In the days after Chase’s death, the dispute about the “boyfriend” escalated sharply. In a June 18 statement to Deadline, Ryan went further than his earlier remarks, alleging that Hernandez had brought Chase to the hospital “in terrible condition” and saying that, as far as he was concerned, “he should be in jail.” Ryan maintained there were no costs for the fundraiser to cover — “Daveigh’s estate has plenty of means to pay for the cremation,” he said — and accused Hernandez of keeping the family in the dark until after she died “so he can control the dialogue.” He said Chase’s father, John Schwallier, is her next of kin and “never signed any paperwork over to this so-called boyfriend,” and described a months-long effort by himself, Chase’s stepsister Gaia Brown and a private investigator to locate her. Ryan told Entertainment Weekly that Chase had been effectively missing from the industry since around 2015, after she failed to show up for a meeting connected to a potential project with director Rob Reiner. At one point, the search team reached her by phone and came close to placing her in a rehab facility in Costa Rica, but she disappeared before they could get to her.

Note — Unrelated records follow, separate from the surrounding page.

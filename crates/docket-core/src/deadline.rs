use std::fmt;

use chrono::NaiveDate;

/// How far a deadline lies from today, in whole calendar days.
#[derive(Debug, Clone, Copy, PartialEq, Eq)]
pub enum Countdown {
    Today,
    Remaining(u64),
    Overdue(u64),
}

impl Countdown {
    pub fn is_overdue(self) -> bool {
        matches!(self, Countdown::Overdue(_))
    }
}

impl fmt::Display for Countdown {
    fn fmt(&self, f: &mut fmt::Formatter<'_>) -> fmt::Result {
        match self {
            Countdown::Today => write!(f, "Today!"),
            Countdown::Remaining(days) => write!(f, "{days} days left"),
            Countdown::Overdue(days) => write!(f, "{days} days ago (Expired)"),
        }
    }
}

/// Signed day difference `deadline - today`.
///
/// Both sides are dates at midnight, so this equals the rounded-up
/// millisecond difference divided by one day.
pub fn days_between(today: NaiveDate, deadline: NaiveDate) -> i64 {
    deadline.signed_duration_since(today).num_days()
}

pub fn calculate_days_left(deadline: NaiveDate, today: NaiveDate) -> Countdown {
    let diff_days = days_between(today, deadline);
    if diff_days == 0 {
        Countdown::Today
    } else if diff_days < 0 {
        Countdown::Overdue(diff_days.unsigned_abs())
    } else {
        Countdown::Remaining(diff_days.unsigned_abs())
    }
}

#[cfg(test)]
mod tests {
    use super::*;

    fn date(y: i32, m: u32, d: u32) -> NaiveDate {
        NaiveDate::from_ymd_opt(y, m, d).expect("valid date")
    }

    #[test]
    fn same_day_is_today() {
        let today = date(2026, 10, 19);
        assert_eq!(calculate_days_left(today, today).to_string(), "Today!");
    }

    #[test]
    fn one_day_past_is_expired() {
        let today = date(2026, 10, 19);
        let countdown = calculate_days_left(date(2026, 10, 18), today);
        assert_eq!(countdown, Countdown::Overdue(1));
        assert_eq!(countdown.to_string(), "1 days ago (Expired)");
        assert!(countdown.is_overdue());
    }

    #[test]
    fn one_day_future_is_left() {
        let today = date(2026, 10, 19);
        let countdown = calculate_days_left(date(2026, 10, 20), today);
        assert_eq!(countdown.to_string(), "1 days left");
    }

    #[test]
    fn spans_month_year_and_leap_boundaries() {
        assert_eq!(
            calculate_days_left(date(2027, 1, 1), date(2026, 12, 31)),
            Countdown::Remaining(1)
        );
        assert_eq!(
            calculate_days_left(date(2028, 3, 1), date(2028, 2, 28)),
            Countdown::Remaining(2)
        );
        assert_eq!(days_between(date(2026, 10, 19), date(2026, 9, 19)), -30);
    }

    #[test]
    fn is_idempotent_for_a_fixed_pair() {
        let today = date(2026, 10, 19);
        let deadline = date(2026, 12, 25);
        let first = calculate_days_left(deadline, today);
        assert_eq!(first, calculate_days_left(deadline, today));
        assert_eq!(first, Countdown::Remaining(67));
    }
}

A video that briefly circulated on social media in late 2025 — and was later removed — allegedly showed Chase extremely thin and barely conscious on the floor of a tent on Skid Row; Ryan said he traveled to the area after seeing it but was unable to locate her. He had also been developing a documentary about the search, tentatively titled “Finding Lilo,” which had attracted interest from major studios before her death.
Chase had been living in an RV with Hernandez in the Boyle Heights area of Los Angeles, near Skid Row, before she was hospitalized for malnutrition on June 3. Hernandez has continued to deny any wrongdoing.